As patients at Lucile Packard Children’s Hospital Stanford undergo routine medical procedures, they are being whisked away to swim under the sea, zap flying cheeseburgers in outer space, catch basketballs using their heads and fly on paper airplanes through the sky, thanks to virtual-reality technology, which is being implemented throughout the hospital to help ease patients’ feelings of pain and anxiety.

Packard Children’s is one of the first hospitals in the country to begin implementing distraction-based VR therapy within every patient unit.

“Many kids associate the hospital with things they deem stressful and scary,” said pediatric anesthesiologist Sam Rodriguez, MD, co-founder of Packard Children’s Childhood Anxiety Reduction through Innovation and Technology, or CHARIOT, program, which is leading the VR rollout. “We are finding that the ability to distract these patients with fully immersive, fun and relaxing sensory environments can have a significant impact on the anxiety and pain that they experience during minor procedures, dressing changes and other medical treatments.”
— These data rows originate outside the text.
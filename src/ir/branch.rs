use crate::ir::flow_graph::FlowGraph;
use crate::ir::tags::{BasicBlockTag, ValueTag};
use crate::ir_contract;
use rustc_hash::FxHashMap;
use std::fmt;

/// One argument passed along a branch to a parameter of the target block.
#[derive(Debug, Clone, PartialEq, Eq, Hash)]
pub enum BranchArgument {
    Value(ValueTag),
    /// The result of the block's own terminating try instruction.
    TryResult,
    /// The exception thrown by the block's own terminating try instruction.
    TryException,
}

impl BranchArgument {
    pub fn is_value(&self) -> bool {
        matches!(self, BranchArgument::Value(_))
    }

    pub fn value(&self) -> Option<&ValueTag> {
        match self {
            BranchArgument::Value(tag) => Some(tag),
            _ => None,
        }
    }

    pub fn kind_name(&self) -> &'static str {
        match self {
            BranchArgument::Value(_) => "value",
            BranchArgument::TryResult => "try-result",
            BranchArgument::TryException => "try-exception",
        }
    }

    pub fn map_value(&self, f: impl FnOnce(&ValueTag) -> ValueTag) -> BranchArgument {
        match self {
            BranchArgument::Value(tag) => BranchArgument::Value(f(tag)),
            other => other.clone(),
        }
    }
}

impl From<ValueTag> for BranchArgument {
    fn from(tag: ValueTag) -> Self {
        BranchArgument::Value(tag)
    }
}

impl fmt::Display for BranchArgument {
    fn fmt(&self, f: &mut fmt::Formatter<'_>) -> fmt::Result {
        match self {
            BranchArgument::Value(tag) => write!(f, "{tag}"),
            BranchArgument::TryResult => write!(f, "#result"),
            BranchArgument::TryException => write!(f, "#exception"),
        }
    }
}

#[derive(Debug, Clone, PartialEq, Eq, Hash)]
pub struct Branch {
    pub target: BasicBlockTag,
    pub arguments: Vec<BranchArgument>,
}

impl Branch {
    pub fn new(target: BasicBlockTag, arguments: Vec<BranchArgument>) -> Branch {
        Branch { target, arguments }
    }

    /// A branch that passes no arguments.
    pub fn to(target: BasicBlockTag) -> Branch {
        Branch::new(target, Vec::new())
    }

    pub fn with_values(target: BasicBlockTag, values: impl IntoIterator<Item = ValueTag>) -> Branch {
        Branch::new(target, values.into_iter().map(BranchArgument::Value).collect())
    }

    pub fn with_target(&self, target: BasicBlockTag) -> Branch {
        Branch::new(target, self.arguments.clone())
    }

    pub fn with_arguments(&self, arguments: Vec<BranchArgument>) -> Branch {
        Branch::new(self.target.clone(), arguments)
    }

    pub fn map_arguments(&self, f: impl FnMut(&BranchArgument) -> BranchArgument) -> Branch {
        Branch::new(self.target.clone(), self.arguments.iter().map(f).collect())
    }

    pub fn map_values(&self, mut f: impl FnMut(&ValueTag) -> ValueTag) -> Branch {
        self.map_arguments(|arg| arg.map_value(&mut f))
    }

    pub fn values(&self) -> impl Iterator<Item = &ValueTag> {
        self.arguments.iter().filter_map(BranchArgument::value)
    }

    /// Pairs each argument with the target parameter it feeds, by position.
    pub fn zip_arguments_with_parameters(
        &self,
        graph: &FlowGraph,
    ) -> FxHashMap<ValueTag, BranchArgument> {
        let parameters = graph.get_basic_block(&self.target).parameter_tags();
        ir_contract!(
            parameters.len() == self.arguments.len(),
            "branch to {} passes {} argument(s) but the block takes {} parameter(s)",
            self.target,
            self.arguments.len(),
            parameters.len()
        );
        parameters
            .into_iter()
            .zip(self.arguments.iter().cloned())
            .collect()
    }
}

impl fmt::Display for Branch {
    fn fmt(&self, f: &mut fmt::Formatter<'_>) -> fmt::Result {
        write!(f, "{}(", self.target)?;
        for (i, arg) in self.arguments.iter().enumerate() {
            if i > 0 {
                write!(f, ", ")?;
            }
            write!(f, "{arg}")?;
        }
        write!(f, ")")
    }
}
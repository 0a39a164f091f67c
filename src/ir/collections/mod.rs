pub mod persistent_map;

pub use persistent_map::PersistentMap;
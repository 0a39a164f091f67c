use crate::ir::ir_messages::ir_errors::{IrError, IrMessages};
use crate::ir::method_body::{BodyMethod, MethodBody};
use crate::ir::optimizers::optimization::{IntraproceduralOptimization, pass_by_name};
use crate::settings::PipelineConfig;
use crate::{pass_log, return_config_error, timer_log};
use rayon::prelude::*;
use std::sync::Arc;
use std::time::Instant;

/// An ordered list of passes, run to a fixed point or until the iteration
/// limit, optionally validating the body after every pass.
#[derive(Clone)]
pub struct PassPipeline {
    passes: Vec<Arc<dyn IntraproceduralOptimization>>,
    verify_after_each_pass: bool,
    max_iterations: usize,
}

impl PassPipeline {
    /// Runs each pass once, without validation.
    pub fn new(passes: Vec<Arc<dyn IntraproceduralOptimization>>) -> PassPipeline {
        PassPipeline {
            passes,
            verify_after_each_pass: false,
            max_iterations: 1,
        }
    }

    pub fn from_config(config: &PipelineConfig) -> Result<PassPipeline, IrError> {
        if config.max_iterations == 0 {
            return_config_error!("pipeline.max_iterations must be at least 1", {
                ConfigKey => "pipeline.max_iterations",
            });
        }

        let mut passes = Vec::with_capacity(config.passes.len());
        for name in &config.passes {
            match pass_by_name(name) {
                Some(pass) => passes.push(pass),
                None => return_config_error!(format!("Unknown optimization pass '{name}'"), {
                    ConfigKey => "pipeline.passes",
                    PrimarySuggestion => "Known passes are copy-propagation, constant-folding, dead-value-elimination and dead-block-elimination",
                }),
            }
        }

        Ok(PassPipeline {
            passes,
            verify_after_each_pass: config.verify_after_each_pass,
            max_iterations: config.max_iterations,
        })
    }

    pub fn with_verification(mut self, verify_after_each_pass: bool) -> PassPipeline {
        self.verify_after_each_pass = verify_after_each_pass;
        self
    }

    pub fn with_max_iterations(mut self, max_iterations: usize) -> PassPipeline {
        self.max_iterations = max_iterations.max(1);
        self
    }

    pub fn pass_names(&self) -> Vec<&'static str> {
        self.passes.iter().map(|pass| pass.name()).collect()
    }

    pub fn optimize(&self, body: &MethodBody) -> Result<MethodBody, IrMessages> {
        let mut graph = body.implementation.clone();

        for _ in 0..self.max_iterations {
            let before = graph.clone();

            for pass in &self.passes {
                let time = Instant::now();
                graph = pass.apply(graph);
                timer_log!(time, "Pass finished in: ");

                if self.verify_after_each_pass {
                    let diagnostics = body.with_implementation(graph.clone()).validate();
                    if !diagnostics.is_empty() {
                        let mut messages = IrMessages::new();
                        for diagnostic in diagnostics {
                            messages.push(IrError::conformance_error(diagnostic, pass.name()));
                        }
                        return Err(messages);
                    }
                }
            }

            if graph.structurally_equals(&before) {
                pass_log!("Pipeline reached a fixed point");
                break;
            }
        }

        Ok(body.with_implementation(graph))
    }

    /// Optimizes independent bodies in parallel. Results are in input order.
    pub fn optimize_all(&self, bodies: &[MethodBody]) -> Vec<Result<MethodBody, IrMessages>> {
        let time = Instant::now();
        let results = bodies.par_iter().map(|body| self.optimize(body)).collect();
        timer_log!(time, "All bodies optimized in: ");
        results
    }

    /// Optimizes the body of every method that has one. Methods without a
    /// body map to `Ok(None)`.
    pub fn optimize_methods<M: BodyMethod + Sync>(
        &self,
        methods: &[M],
    ) -> Vec<Result<Option<MethodBody>, IrMessages>> {
        methods
            .par_iter()
            .map(|method| {
                pass_log!("Optimizing ", method.name());
                method.body().map(|body| self.optimize(body)).transpose()
            })
            .collect()
    }
}
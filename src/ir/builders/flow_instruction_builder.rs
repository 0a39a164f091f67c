use crate::ir::basic_block::BlockParameter;
use crate::ir::block_flow::BlockFlow;
use crate::ir::branch::{Branch, BranchArgument};
use crate::ir::builders::basic_block_builder::BasicBlockBuilder;
use crate::ir::flow_graph::FlowGraph;
use crate::ir::instruction::Instruction;
use crate::ir::tags::ValueTag;
use crate::ir_contract;

/// A handle on one anonymous instruction inside a block's flow, addressed by
/// its block and its position in `BlockFlow::instructions`.
#[derive(Clone)]
pub struct FlowInstructionBuilder {
    block: BasicBlockBuilder,
    index: usize,
}

impl FlowInstructionBuilder {
    pub(crate) fn new(block: BasicBlockBuilder, index: usize) -> Self {
        FlowInstructionBuilder { block, index }
    }

    pub fn block(&self) -> &BasicBlockBuilder {
        &self.block
    }

    pub fn index(&self) -> usize {
        self.index
    }

    pub fn is_valid(&self) -> bool {
        self.block.is_valid() && self.index < self.block.flow().instructions().len()
    }

    pub fn instruction(&self) -> Instruction {
        let flow = self.block.flow();
        match flow.instructions().get(self.index) {
            Some(instruction) => instruction.clone(),
            None => crate::ir_contract_violation!(
                "flow of block {} has no instruction at index {}",
                self.block.tag(),
                self.index
            ),
        }
    }

    pub fn set_instruction(&self, instruction: Instruction) {
        let flow = self.block.flow();
        let mut instructions = flow.instructions().to_vec();
        ir_contract!(
            self.index < instructions.len(),
            "flow of block {} has no instruction at index {}",
            self.block.tag(),
            self.index
        );
        instructions[self.index] = instruction;
        self.block.set_flow(flow.with_instructions(instructions));
    }

    /// Replaces this flow instruction by the body of `implementation`, whose
    /// entry block receives the instruction's arguments.
    ///
    /// Inside a try flow the copied body is exception aware: its returns jump
    /// to the success branch and everything that may throw inside it is routed
    /// to the try's exception branch.
    ///
    /// When the body has to be split into a new continuation block, this
    /// builder moves along with the instruction's slot: afterwards it refers
    /// to the continuation's flow, where the slot now copies the result.
    pub fn replace_with_graph(&mut self, implementation: &FlowGraph) {
        let arguments = self.instruction().arguments().to_vec();
        self.replace_with_graph_and_arguments(implementation, &arguments);
    }

    pub fn replace_with_graph_and_arguments(&mut self, implementation: &FlowGraph, arguments: &[ValueTag]) {
        let entry = implementation.entry_point();
        ir_contract!(
            entry.parameters().len() == arguments.len(),
            "replacement graph takes {} argument(s) but {} were supplied",
            entry.parameters().len(),
            arguments.len()
        );

        if let BlockFlow::Try(try_flow) = self.block.flow() {
            self.replace_try_instruction(implementation, arguments, try_flow.success_branch, try_flow.exception_branch);
            return;
        }

        if let BlockFlow::Return(_) = entry.flow() {
            let block = self.block.to_immutable();
            let (block, flow) =
                block.copy_instructions_from(block.instruction_tags().len(), &entry, arguments);
            self.block.graph().set_graph(block.into_graph());
            if let BlockFlow::Return(return_flow) = flow {
                self.set_instruction(return_flow.return_value);
                return;
            }
        }

        let graph = self.block.graph();
        let instruction = self.instruction();
        let result_type = instruction.result_type();

        let continuation = graph.add_basic_block(self.block.tag().name());
        let result = continuation.append_parameter(BlockParameter::new(result_type.clone(), ""));
        let flow = self.block.flow();
        let mut instructions = flow.instructions().to_vec();
        instructions[self.index] = Instruction::create_copy(result_type, result);
        continuation.set_flow(flow.with_instructions(instructions));

        let continuation_tag = continuation.tag().clone();
        let included_entry = graph.include(
            implementation,
            |return_flow, block| {
                let value = block.append_instruction(return_flow.return_value, ValueTag::anonymous());
                BlockFlow::jump(Branch::with_values(
                    continuation_tag.clone(),
                    [value.tag().clone()],
                ))
            },
            None,
        );
        self.block.set_flow(BlockFlow::jump(Branch::with_values(
            included_entry,
            arguments.iter().cloned(),
        )));
        self.block = continuation;
    }

    fn replace_try_instruction(
        &self,
        implementation: &FlowGraph,
        arguments: &[ValueTag],
        success_branch: Branch,
        exception_branch: Branch,
    ) {
        let included_entry = self.block.graph().include(
            implementation,
            |return_flow, block| {
                let value = block.append_instruction(return_flow.return_value, ValueTag::anonymous());
                let value = value.tag().clone();
                BlockFlow::jump(success_branch.map_arguments(|argument| match argument {
                    BranchArgument::TryResult => BranchArgument::Value(value.clone()),
                    other => other.clone(),
                }))
            },
            Some(&exception_branch),
        );
        self.block.set_flow(BlockFlow::jump(Branch::with_values(
            included_entry,
            arguments.iter().cloned(),
        )));
    }
}
//! ============================================================
//!                    Flow Graph Builder
//! ============================================================
//! A mutable-looking façade over immutable flow graphs.
//!
//! The builder owns a replaceable cell holding the latest snapshot. Every
//! edit reads the snapshot, derives a new graph from it and stores that graph
//! back. Block and instruction builders only remember a tag and re-read the
//! cell on each access, so they always see the latest version.
//!
//! The cell is never borrowed while user code runs: snapshots are cloned out
//! (an O(1) operation) before any callback is invoked.

use crate::ir::analysis::analysis_cache::FlowGraphAnalysis;
use crate::ir::basic_block::BlockParameter;
use crate::ir::block_flow::{BlockFlow, ReturnFlow};
use crate::ir::branch::{Branch, BranchArgument};
use crate::ir::builders::basic_block_builder::BasicBlockBuilder;
use crate::ir::builders::instruction_builder::InstructionBuilder;
use crate::ir::flow_graph::FlowGraph;
use crate::ir::instruction::Instruction;
use crate::ir::optimizers::optimization::IntraproceduralOptimization;
use crate::ir::tags::{BasicBlockTag, ValueTag};
use crate::ir::types::IrType;
use crate::{graph_log, ir_contract};
use rustc_hash::FxHashMap;
use std::cell::RefCell;
use std::rc::Rc;
use std::sync::Arc;

#[derive(Clone)]
pub struct FlowGraphBuilder {
    graph: Rc<RefCell<FlowGraph>>,
}

impl Default for FlowGraphBuilder {
    fn default() -> Self {
        FlowGraphBuilder::new()
    }
}

impl FlowGraphBuilder {
    /// A builder over a fresh graph with a single empty entry block.
    pub fn new() -> Self {
        FlowGraphBuilder::from_graph(FlowGraph::new())
    }

    pub fn from_graph(graph: FlowGraph) -> Self {
        FlowGraphBuilder {
            graph: Rc::new(RefCell::new(graph)),
        }
    }

    /// The current snapshot. Later edits through this builder do not affect it.
    pub fn to_immutable(&self) -> FlowGraph {
        self.graph.borrow().clone()
    }

    pub(crate) fn set_graph(&self, graph: FlowGraph) {
        *self.graph.borrow_mut() = graph;
    }

    pub fn entry_point_tag(&self) -> BasicBlockTag {
        self.graph.borrow().entry_point_tag().clone()
    }

    pub fn entry_point(&self) -> BasicBlockBuilder {
        BasicBlockBuilder::new(self.clone(), self.entry_point_tag())
    }

    pub fn set_entry_point_tag(&self, tag: &BasicBlockTag) {
        let graph = self.to_immutable().with_entry_point(tag);
        self.set_graph(graph);
    }

    pub fn contains_basic_block(&self, tag: &BasicBlockTag) -> bool {
        self.graph.borrow().contains_basic_block(tag)
    }

    pub fn contains_instruction(&self, tag: &ValueTag) -> bool {
        self.graph.borrow().contains_instruction(tag)
    }

    pub fn contains_value(&self, tag: &ValueTag) -> bool {
        self.graph.borrow().contains_value(tag)
    }

    pub fn get_value_type(&self, tag: &ValueTag) -> IrType {
        self.graph.borrow().get_value_type(tag)
    }

    pub fn basic_block_tags(&self) -> Vec<BasicBlockTag> {
        self.graph.borrow().basic_block_tags().cloned().collect()
    }

    pub fn basic_blocks(&self) -> Vec<BasicBlockBuilder> {
        self.basic_block_tags()
            .into_iter()
            .map(|tag| BasicBlockBuilder::new(self.clone(), tag))
            .collect()
    }

    pub fn instruction_tags(&self) -> Vec<ValueTag> {
        self.graph.borrow().instruction_tags().cloned().collect()
    }

    /// Builders for every named instruction, block by block in execution order.
    pub fn named_instructions(&self) -> Vec<InstructionBuilder> {
        let graph = self.to_immutable();
        graph
            .basic_blocks()
            .flat_map(|block| block.instruction_tags().to_vec())
            .map(|tag| InstructionBuilder::new(self.clone(), tag))
            .collect()
    }

    pub fn add_basic_block(&self, name: &str) -> BasicBlockBuilder {
        let block = self.to_immutable().add_basic_block(name);
        let tag = block.tag().clone();
        self.set_graph(block.into_graph());
        BasicBlockBuilder::new(self.clone(), tag)
    }

    pub fn get_basic_block(&self, tag: &BasicBlockTag) -> BasicBlockBuilder {
        ir_contract!(
            self.contains_basic_block(tag),
            "no basic block {tag} in this graph"
        );
        BasicBlockBuilder::new(self.clone(), tag.clone())
    }

    pub fn get_instruction(&self, tag: &ValueTag) -> InstructionBuilder {
        ir_contract!(
            self.contains_instruction(tag),
            "no instruction {tag} in this graph"
        );
        InstructionBuilder::new(self.clone(), tag.clone())
    }

    pub fn try_get_instruction(&self, tag: &ValueTag) -> Option<InstructionBuilder> {
        self.contains_instruction(tag)
            .then(|| InstructionBuilder::new(self.clone(), tag.clone()))
    }

    pub fn remove_basic_block(&self, tag: &BasicBlockTag) {
        let graph = self.to_immutable().remove_basic_block(tag);
        self.set_graph(graph);
    }

    pub fn replace_uses(&self, replacements: &FxHashMap<ValueTag, ValueTag>) {
        let graph = self.to_immutable().replace_uses(replacements);
        self.set_graph(graph);
    }

    pub fn remove_definitions<'a>(&self, values: impl IntoIterator<Item = &'a ValueTag>) {
        let graph = self.to_immutable().remove_definitions(values);
        self.set_graph(graph);
    }

    /// Only accepts named instructions; see `FlowGraph::remove_instruction_definitions`.
    pub fn remove_instruction_definitions<'a>(
        &self,
        values: impl IntoIterator<Item = &'a ValueTag>,
    ) {
        let graph = self.to_immutable().remove_instruction_definitions(values);
        self.set_graph(graph);
    }

    pub fn transform(&self, optimization: &dyn IntraproceduralOptimization) {
        let graph = self.to_immutable().transform(optimization);
        self.set_graph(graph);
    }

    pub fn with_analysis<T: Send + Sync + 'static>(&self, analysis: impl FlowGraphAnalysis<T>) {
        let graph = self.to_immutable().with_analysis(analysis);
        self.set_graph(graph);
    }

    pub fn get_analysis_result<T: Send + Sync + 'static>(&self) -> Arc<T> {
        self.to_immutable().get_analysis_result::<T>()
    }

    pub fn try_get_analysis_result<T: Send + Sync + 'static>(&self) -> Option<Arc<T>> {
        self.to_immutable().try_get_analysis_result::<T>()
    }

    /// Runs `edit` against a fork of this builder. The fork's graph replaces
    /// this builder's graph only if `edit` returns true.
    pub fn try_fork_and_merge(&self, edit: impl FnOnce(&FlowGraphBuilder) -> bool) -> bool {
        let fork = FlowGraphBuilder::from_graph(self.to_immutable());
        if edit(&fork) {
            self.set_graph(fork.to_immutable());
            true
        } else {
            false
        }
    }

    /// Copies every block and value of `graph` into this graph under fresh
    /// tags and returns the tag of the copied entry block.
    ///
    /// `rewrite_return` turns each copied return flow into the flow that
    /// replaces it; the block builder it receives is the block being
    /// terminated. When `exception_branch` is given, every instruction that
    /// may throw, including those inside block flows, is moved into a try
    /// flow whose exception branch is a copy of `exception_branch`.
    pub fn include(
        &self,
        graph: &FlowGraph,
        mut rewrite_return: impl FnMut(ReturnFlow, &BasicBlockBuilder) -> BlockFlow,
        exception_branch: Option<&Branch>,
    ) -> BasicBlockTag {
        graph_log!(
            "Including a graph of ",
            graph.block_count(),
            " block(s)"
        );

        let mut block_renaming = FxHashMap::default();
        for tag in graph.basic_block_tags() {
            let block = self.add_basic_block(tag.name());
            block_renaming.insert(tag.clone(), block.tag().clone());
        }
        let value_renaming: FxHashMap<ValueTag, ValueTag> = graph
            .value_tags()
            .map(|tag| (tag.clone(), tag.renamed()))
            .collect();

        for source in graph.basic_blocks() {
            let mut target = self.get_basic_block(&block_renaming[source.tag()]);
            target.set_parameters(
                source
                    .parameters()
                    .iter()
                    .map(|p| BlockParameter::with_tag(p.ty.clone(), value_renaming[&p.tag].clone()))
                    .collect(),
            );

            for selected in source.named_instructions() {
                let instruction = selected.instruction().map_arguments_from(&value_renaming);
                let tag = value_renaming[selected.tag()].clone();
                match exception_branch {
                    Some(exception_branch) if instruction.may_throw() => {
                        target = self.wrap_in_try(&target, instruction, tag, exception_branch);
                    }
                    _ => {
                        target.append_instruction(instruction, tag);
                    }
                }
            }

            let mut flow = source
                .flow()
                .map_values_from(&value_renaming)
                .map_blocks_from(&block_renaming);
            if let Some(exception_branch) = exception_branch {
                (target, flow) = self.isolate_throwing_flow_instructions(target, flow, exception_branch);
            }
            let flow = match flow {
                BlockFlow::Return(return_flow) => rewrite_return(return_flow, &target),
                other => other,
            };
            target.set_flow(flow);
        }

        block_renaming[graph.entry_point_tag()].clone()
    }

    /// Terminates `block` with a try flow around `instruction` and returns the
    /// success block, whose only parameter is `tag`.
    fn wrap_in_try(
        &self,
        block: &BasicBlockBuilder,
        instruction: Instruction,
        tag: ValueTag,
        exception_branch: &Branch,
    ) -> BasicBlockBuilder {
        let success = self.add_basic_block(block.tag().name());
        success.append_parameter(BlockParameter::with_tag(instruction.result_type(), tag));
        block.set_flow(BlockFlow::try_flow(
            instruction,
            Branch::new(success.tag().clone(), vec![BranchArgument::TryResult]),
            exception_branch.clone(),
        ));
        success
    }

    fn isolate_throwing_flow_instructions(
        &self,
        mut block: BasicBlockBuilder,
        flow: BlockFlow,
        exception_branch: &Branch,
    ) -> (BasicBlockBuilder, BlockFlow) {
        // A try flow already routes its own exceptions
        if matches!(flow, BlockFlow::Try(_)) {
            return (block, flow);
        }

        let mut instructions = Vec::with_capacity(flow.instructions().len());
        for instruction in flow.instructions() {
            if instruction.may_throw() {
                let tag = ValueTag::anonymous();
                let result_type = instruction.result_type();
                block = self.wrap_in_try(&block, instruction.clone(), tag.clone(), exception_branch);
                instructions.push(Instruction::create_copy(result_type, tag));
            } else {
                instructions.push(instruction.clone());
            }
        }
        (block, flow.with_instructions(instructions))
    }
}
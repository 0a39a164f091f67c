mod test_support;

mod basic_block_tests;
mod config_tests;
mod flow_graph_tests;
mod optimizer_tests;
use crate::ir::analysis::block_reachability::BlockReachability;
use crate::ir::flow_graph::FlowGraph;
use crate::ir::optimizers::optimization::IntraproceduralOptimization;
use crate::ir::tags::BasicBlockTag;
use crate::pass_log;

/// Removes blocks that cannot be reached from the entry point.
pub struct DeadBlockElimination;

impl IntraproceduralOptimization for DeadBlockElimination {
    fn name(&self) -> &'static str {
        "dead-block-elimination"
    }

    fn apply(&self, graph: FlowGraph) -> FlowGraph {
        let reachability = graph.get_analysis_result::<BlockReachability>();
        let entry = graph.entry_point_tag().clone();

        let dead: Vec<BasicBlockTag> = graph
            .basic_block_tags()
            .filter(|tag| !reachability.is_reachable_from(&entry, tag))
            .cloned()
            .collect();
        if dead.is_empty() {
            return graph;
        }

        pass_log!("Removing ", dead.len(), " unreachable block(s)");
        dead.iter()
            .fold(graph, |graph, tag| graph.remove_basic_block(tag))
    }
}
pub mod analysis;
pub mod basic_block;
pub mod block_flow;
pub mod branch;
pub mod builders;
pub mod collections;
pub mod constants;
pub mod flow_graph;
pub mod flow_graph_update;
pub mod instruction;
pub mod intrinsics;
pub mod ir_display;
pub mod ir_messages;
pub mod method_body;
pub mod optimizers;
pub mod selected_instruction;
pub mod tags;
pub mod types;

#[cfg(test)]
mod tests;
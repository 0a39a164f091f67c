pub mod ir_dev_logging;
pub mod ir_errors;
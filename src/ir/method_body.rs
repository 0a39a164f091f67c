use crate::ir::block_flow::BlockFlow;
use crate::ir::branch::{Branch, BranchArgument};
use crate::ir::flow_graph::FlowGraph;
use crate::ir::instruction::Instruction;
use crate::ir::types::{MemberMapping, Parameter};

/// A method's signature together with the flow graph that implements it.
#[derive(Clone)]
pub struct MethodBody {
    pub return_parameter: Parameter,
    pub this_parameter: Option<Parameter>,
    pub parameters: Vec<Parameter>,
    pub implementation: FlowGraph,
}

impl MethodBody {
    pub fn new(
        return_parameter: Parameter,
        this_parameter: Option<Parameter>,
        parameters: Vec<Parameter>,
        implementation: FlowGraph,
    ) -> MethodBody {
        MethodBody {
            return_parameter,
            this_parameter,
            parameters,
            implementation,
        }
    }

    pub fn with_implementation(&self, implementation: FlowGraph) -> MethodBody {
        MethodBody {
            implementation,
            ..self.clone()
        }
    }

    /// Applies `mapping` to the signature and to the implementation.
    pub fn map(&self, mapping: &MemberMapping) -> MethodBody {
        MethodBody {
            return_parameter: self.return_parameter.map(mapping),
            this_parameter: self.this_parameter.as_ref().map(|p| p.map(mapping)),
            parameters: self.parameters.iter().map(|p| p.map(mapping)).collect(),
            implementation: self.implementation.map(mapping),
        }
    }

    /// Checks every instruction and branch of the implementation.
    /// An empty list means the body is well formed.
    pub fn validate(&self) -> Vec<String> {
        let graph = &self.implementation;
        let mut errors = Vec::new();

        for selected in graph.named_instructions() {
            self.validate_instruction(selected.instruction(), &mut errors);
        }

        for block in graph.basic_blocks() {
            let flow = block.flow();
            for instruction in flow.instructions() {
                self.validate_instruction(instruction, &mut errors);
            }
            for (index, branch) in flow.branches().into_iter().enumerate() {
                self.validate_branch(branch, index, flow, &mut errors);
            }
        }

        errors
    }

    fn validate_instruction(&self, instruction: &Instruction, errors: &mut Vec<String>) {
        let graph = &self.implementation;
        if instruction
            .arguments()
            .iter()
            .all(|argument| graph.contains_value(argument))
        {
            errors.extend(instruction.validate(self));
        } else {
            errors.push("Instruction argument not in graph.".to_string());
        }
    }

    fn validate_branch(
        &self,
        branch: &Branch,
        branch_index: usize,
        flow: &BlockFlow,
        errors: &mut Vec<String>,
    ) {
        let graph = &self.implementation;
        let Some(target) = graph.try_get_basic_block(&branch.target) else {
            errors.push("Branch to block outside of graph.".to_string());
            return;
        };

        let parameters = target.parameters();
        if parameters.len() != branch.arguments.len() {
            errors.push(format!(
                "Branch argument count ('{}') mismatches target block parameter count ('{}').",
                branch.arguments.len(),
                parameters.len()
            ));
            return;
        }

        for (argument, parameter) in branch.arguments.iter().zip(parameters) {
            match argument {
                BranchArgument::Value(value) => match graph.try_get_value_type(value) {
                    None => errors.push("Branch argument not in graph.".to_string()),
                    Some(found) if found != parameter.ty => errors.push(format!(
                        "Branch argument type '{found}' mismatches target block parameter type '{}'.",
                        parameter.ty
                    )),
                    Some(_) => {}
                },
                _ if !flow.allows_argument_on_branch(branch_index, argument) => {
                    errors.push(format!(
                        "Branch argument kind '{}' is not allowed in this branch of '{}' flow.",
                        argument.kind_name(),
                        flow.kind_name()
                    ));
                }
                _ => {}
            }
        }
    }
}

/// A method that may carry a body.
pub trait BodyMethod {
    fn name(&self) -> &str;

    /// `None` for methods without an implementation, such as abstract or
    /// external methods.
    fn body(&self) -> Option<&MethodBody>;
}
In February, 9-year-old Blaine Baxter suffered a severe injury to his arm while racing a go-kart and had to undergo daily, painful dressing changes. “He would immediately start crying and scream out of fear, and had to be sedated before doctors could approach his arm,” explained Blaine’s mother, Tamara Baxter. “He was so riddled with anxiety after everything he had been and was going through. VR was a game changer for Blaine. As soon as he put the goggles on, sedation was no longer needed, and during his dressing changes we went from hearing pain-stricken screams to ‘Wow, I’m under the sea looking at sea snakes. This is so cool. You have to see this!’”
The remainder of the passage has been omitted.